Le premier volet se clôt sur la fin (seulement trois minutes) de "The musical box". Dommage. La chanson en entier aurait été la bienvenue.

Le second volet s'ouvre sur les murmures du public qui s'amplifient lorsque Phil Collins annonce "Supper's ready"!.

Ils ont osé. Le titre fleuve de presque 25 minutes sorti tout droit de Foxtrot vient exploser dans nos enceintes dans
un kaléidoscope compliqué de visions multiples.
Cette chanson, cette oeuvre dirons-nous plutôt est un monument du rock progressif et le décrire est presque un exercice impossible.
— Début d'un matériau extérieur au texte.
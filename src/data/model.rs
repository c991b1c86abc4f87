use std::collections::HashSet;
use std::fmt;

use chrono::NaiveDate;

// ---------------------------------------------------------------------------
// Observation – one row of an NDVI table
// ---------------------------------------------------------------------------

/// A single NDVI sample for one zone on one date.
#[derive(Debug, Clone, PartialEq)]
pub struct Observation {
    /// Zone label as written in the source file, e.g. `"UAI 3"`.
    pub label: String,
    pub date: NaiveDate,
    pub value: f64,
}

impl Observation {
    pub fn new(label: impl Into<String>, date: NaiveDate, value: f64) -> Self {
        Self {
            label: label.into(),
            date,
            value,
        }
    }
}

// ---------------------------------------------------------------------------
// ObservationTable – a loaded file
// ---------------------------------------------------------------------------

/// All observations of one file, kept in file order.
#[derive(Debug, Clone, Default, PartialEq)]
pub struct ObservationTable {
    pub observations: Vec<Observation>,
}

impl ObservationTable {
    pub fn from_observations(observations: Vec<Observation>) -> Self {
        Self { observations }
    }

    /// Number of observations.
    pub fn len(&self) -> usize {
        self.observations.len()
    }

    /// Whether the table is empty.
    pub fn is_empty(&self) -> bool {
        self.observations.is_empty()
    }

    /// Distinct labels in order of first appearance.
    pub fn labels(&self) -> Vec<&str> {
        let mut seen = HashSet::new();
        self.observations
            .iter()
            .map(|o| o.label.as_str())
            .filter(|l| seen.insert(*l))
            .collect()
    }

    /// `(date, value)` pairs of every observation with exactly this label,
    /// in table order.
    pub fn series_for(&self, label: &str) -> Vec<(NaiveDate, f64)> {
        self.observations
            .iter()
            .filter(|o| o.label == label)
            .map(|o| (o.date, o.value))
            .collect()
    }

    /// Earliest and latest date in the table.
    pub fn date_bounds(&self) -> Option<(NaiveDate, NaiveDate)> {
        let first = self.observations.first()?.date;
        Some(
            self.observations
                .iter()
                .fold((first, first), |(lo, hi), o| (lo.min(o.date), hi.max(o.date))),
        )
    }
}

// ---------------------------------------------------------------------------
// Source – which side of a comparison a series belongs to
// ---------------------------------------------------------------------------

#[derive(Debug, Clone, Copy, PartialEq, Eq, Hash, PartialOrd, Ord)]
pub enum Source {
    Baseline,
    Alternative,
}

impl fmt::Display for Source {
    fn fmt(&self, f: &mut fmt::Formatter<'_>) -> fmt::Result {
        match self {
            Source::Baseline => write!(f, "baseline"),
            Source::Alternative => write!(f, "alternative"),
        }
    }
}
Le groupe ne peut évidemment pas s'éloigner de la partoche originale, et il nous restitue le titre à l'identique de
l'album studio. "Cinéma show" et ses onze minutes poursuit délicatement ce concert et nous amène tout en finesse jusqu'à "Dance on a volcano" qui débute A trick of the tail. La rythmique de cette chanson est ahurissante et
l'entendre en live est un vrai bonheur. Ce second volet se termine trop rapidement à mon goût sur "Los endos"
version raccourcie du splendide morceau qui est aussi le titre de clôture de A trick of the tail.

Ce disque ne rajoute rien au talent de Genesis (même sans Peter..) mais il mérite néanmoins d'être un bon té-
moignage de ce que savait faire le groupe il y a presque trente ans. Il permet aussi d'être une jolie compil qui
s'adresse aussi à celle ou celui qui veut découvrir Genesis.